The new solution offered by IndyCar is to provide more aero tuning freedom in superspeedway trim, specifically through downforce-adding Gurney flaps atop the spec rear wing element at the rear of the Chevy- and Honda-powered Dallara DW12s.

Three 3/8-inch tall flaps, which are optional, have been approved for use that vary in width and downforce production. The first, 13.2 inches wide, adds 50 pounds of downforce. The second, at 24.5 inches wide, provides a 100-pound increase in downforce. And the third, which spans the full width of the wing, offers 200 pounds of downforce.

IndyCar has approved the 50- and 100-pound flaps for Indy, and all three for Pocono. The pieces are not permitted at Texas Motor Speedway.

“They give pretty substantial amounts of downforce because the rear wing is so small,” Simon Pagenaud’s Team Penske Chevy engineer Ben Bretzman told RACER. “This is in response to how we’re going to make the racing better, and I think some of that will also be achieved by the tires Firestone is bringing. I know IndyCar is trying to get to a downforce level where we can have more overall downforce and grip, and this gives us more options to make the cars handle better — especially in traffic.”

Extreme heat at the Indy 500 exacerbated the problem. Teams piled on all the downforce allowed in the rules, and yet, with the hot air serving to reduce overall downforce, all manner of handling imbalances — and numerous crashes — were seen. Bretzman believes the options to add rear downforce, which can be balanced by adding more front wing angle, should improve the situation without giving teams the ability to run excessive downforce.
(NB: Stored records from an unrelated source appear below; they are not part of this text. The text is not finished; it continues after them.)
//! Execution channels a [`Session`](crate::session::Session) dispatches to.

use std::path::Path;

use crate::ssh::{execute_local_command_in_dir, CommandOutput, SshClient};

/// A remote-execution channel plus the invoking machine.
///
/// Commands arrive fully rendered (scopes and quoting applied).
pub trait Transport {
    fn host(&self) -> &str;

    /// Login used on the target (owner for `initial-setup`).
    fn user(&self) -> &str;

    fn run(&self, command: &str) -> CommandOutput;

    fn run_local(&self, command: &str, dir: Option<&Path>) -> CommandOutput;

    fn upload(&self, local_path: &Path, remote_path: &str) -> CommandOutput;

    fn download(&self, remote_path: &str, local_path: &Path) -> CommandOutput;
}

pub struct SshTransport {
    client: SshClient,
}

impl SshTransport {
    pub fn new(client: SshClient) -> Self {
        Self { client }
    }
}

impl Transport for SshTransport {
    fn host(&self) -> &str {
        &self.client.host
    }

    fn user(&self) -> &str {
        &self.client.user
    }

    fn run(&self, command: &str) -> CommandOutput {
        self.client.execute(command)
    }

    fn run_local(&self, command: &str, dir: Option<&Path>) -> CommandOutput {
        execute_local_command_in_dir(command, dir)
    }

    fn upload(&self, local_path: &Path, remote_path: &str) -> CommandOutput {
        self.client.upload_file(local_path, remote_path)
    }

    fn download(&self, remote_path: &str, local_path: &Path) -> CommandOutput {
        self.client.download_file(remote_path, local_path)
    }
}

/// Accepts every command without executing anything.
pub struct DryRunTransport {
    host: String,
    user: String,
}

impl DryRunTransport {
    pub fn new(host: impl Into<String>, user: impl Into<String>) -> Self {
        Self {
            host: host.into(),
            user: user.into(),
        }
    }
}

impl Transport for DryRunTransport {
    fn host(&self) -> &str {
        &self.host
    }

    fn user(&self) -> &str {
        &self.user
    }

    fn run(&self, _command: &str) -> CommandOutput {
        CommandOutput::ok()
    }

    fn run_local(&self, _command: &str, _dir: Option<&Path>) -> CommandOutput {
        CommandOutput::ok()
    }

    fn upload(&self, _local_path: &Path, _remote_path: &str) -> CommandOutput {
        CommandOutput::ok()
    }

    fn download(&self, _remote_path: &str, _local_path: &Path) -> CommandOutput {
        CommandOutput::ok()
    }
}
“It was so hot in the race, and we were maxed out on downforce, so there were things that made it challenging to cope,” he said. “It was very tough to run behind people, and this solution comes from everyone working on it to help improve the show. We’ve had a lot of downforce levels we’ve run at Indy with the DW12, and we have an idea of what we need to put on that good racing, which IndyCar is aiming to hit with the UAK18 kit and these changes.”